◆ **PROMPT**
Print the entries below in their entirety, exactly as they are written.

Dataset entries:

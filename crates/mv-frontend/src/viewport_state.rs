//! Viewport rendering state

use mv_core::ViewportConfig;
use mv_renderer::config::RendererConfig;
use mv_renderer::{Renderer, ThreadedLoader, ViewportController};

/// Controller type used by the desktop host
pub type Viewport = ViewportController<Renderer, ThreadedLoader>;

/// The renderer's output texture as registered with egui
struct RegisteredTexture {
    id: egui::TextureId,
    version: u64,
}

/// Viewport controller plus the egui side of its output texture
pub struct ViewportState {
    pub viewport: Viewport,
    render_state: egui_wgpu::RenderState,
    texture: Option<RegisteredTexture>,
}

impl ViewportState {
    /// Create a new viewport state; the surface is mounted on first layout
    pub fn new(
        render_state: egui_wgpu::RenderState,
        ctx: &egui::Context,
        settings: RendererConfig,
    ) -> Self {
        let repaint = ctx.clone();
        let loader = ThreadedLoader::with_waker(move || repaint.request_repaint());
        Self {
            viewport: ViewportController::new(loader, settings),
            render_state,
            texture: None,
        }
    }

    pub fn is_mounted(&self) -> bool {
        self.viewport.backend().is_some()
    }

    /// Mounts a renderer of the given size showing `config`
    pub fn mount(&mut self, width: u32, height: u32, config: ViewportConfig) {
        let renderer = Renderer::new(
            self.render_state.device.clone(),
            self.render_state.queue.clone(),
            width,
            height,
        );
        self.viewport.on_mount(renderer, config);
    }

    /// Register or refresh the output texture; returns its egui id
    pub fn texture_id(&mut self) -> Option<egui::TextureId> {
        let renderer = self.viewport.backend()?;
        let view = renderer.output_view()?;
        let version = renderer.target_version();

        let mut egui_renderer = self.render_state.renderer.write();
        match self.texture.as_mut() {
            Some(texture) if texture.version == version => {}
            Some(texture) => {
                egui_renderer.update_egui_texture_from_wgpu_texture(
                    &self.render_state.device,
                    view,
                    wgpu::FilterMode::Linear,
                    texture.id,
                );
                texture.version = version;
            }
            None => {
                let id = egui_renderer.register_native_texture(
                    &self.render_state.device,
                    view,
                    wgpu::FilterMode::Linear,
                );
                self.texture = Some(RegisteredTexture { id, version });
            }
        }

        self.texture.as_ref().map(|t| t.id)
    }

    /// Unmounts the viewport and frees the egui texture
    pub fn unmount(&mut self) {
        if let Some(texture) = self.texture.take() {
            self.render_state.renderer.write().free_texture(&texture.id);
        }
        if let Some(renderer) = self.viewport.on_unmount() {
            tracing::debug!("Released renderer (target version {})", renderer.target_version());
        }
    }
}

impl Drop for ViewportState {
    fn drop(&mut self) {
        self.unmount();
    }
}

◆ **EXERCISE RESULT**
filename crates/mv-frontend/src/viewport_state.rs
//! Viewport rendering state

use mv_core::ViewportConfig;
use mv_renderer::config::RendererConfig;
use mv_renderer::{Renderer, ThreadedLoader, ViewportController};

/// Controller type used by the desktop host
pub type Viewport = ViewportController<Renderer, ThreadedLoader>;

/// The renderer's output texture as registered with egui
struct RegisteredTexture {
    id: egui::TextureId,
    version: u64,
}

/// Viewport controller plus the egui side of its output texture
pub struct ViewportState {
    pub viewport: Viewport,
    render_state: egui_wgpu::RenderState,
    texture: Option<RegisteredTexture>,
}

impl ViewportState {
    /// Create a new viewport state; the surface is mounted on first layout
    pub fn new(
        render_state: egui_wgpu::RenderState,
        ctx: &egui::Context,
        settings: RendererConfig,
    ) -> Self {
        let repaint = ctx.clone();
        let loader = ThreadedLoader::with_waker(move || repaint.request_repaint());
        Self {
            viewport: ViewportController::new(loader, settings),
            render_state,
            texture: None,
        }
    }

    pub fn is_mounted(&self) -> bool {
        self.viewport.backend().is_some()
    }

    /// Mounts a renderer of the given size showing `config`
    pub fn mount(&mut self, width: u32, height: u32, config: ViewportConfig) {
        let renderer = Renderer::new(
            self.render_state.device.clone(),
            self.render_state.queue.clone(),
            width,
            height,
        );
        self.viewport.on_mount(renderer, config);
    }

    /// Register or refresh the output texture; returns its egui id
    pub fn texture_id(&mut self) -> Option<egui::TextureId> {
        let renderer = self.viewport.backend()?;
        let view = renderer.output_view()?;
        let version = renderer.target_version();

        let mut egui_renderer = self.render_state.renderer.write();
        match self.texture.as_mut() {
            Some(texture) if texture.version == version => {}
            Some(texture) => {
                egui_renderer.update_egui_texture_from_wgpu_texture(
                    &self.render_state.device,
                    view,
                    wgpu::FilterMode::Linear,
                    texture.id,
                );
                texture.version = version;
            }
            None => {
                let id = egui_renderer.register_native_texture(
                    &self.render_state.device,
                    view,
                    wgpu::FilterMode::Linear,
                );
                self.texture = Some(RegisteredTexture { id, version });
            }
        }

        self.texture.as_ref().map(|t| t.id)
    }

    /// Unmounts the viewport and frees the egui texture
    pub fn unmount(&mut self) {
        if let Some(texture) = self.texture.take() {
            self.render_state.renderer.write().free_texture(&texture.id);
        }
        if let Some(renderer) = self.viewport.on_unmount() {
            tracing::debug!("Released renderer (target version {})", renderer.target_version());
        }
    }
}

impl Drop for ViewportState {
    fn drop(&mut self) {
        self.unmount();
    }
}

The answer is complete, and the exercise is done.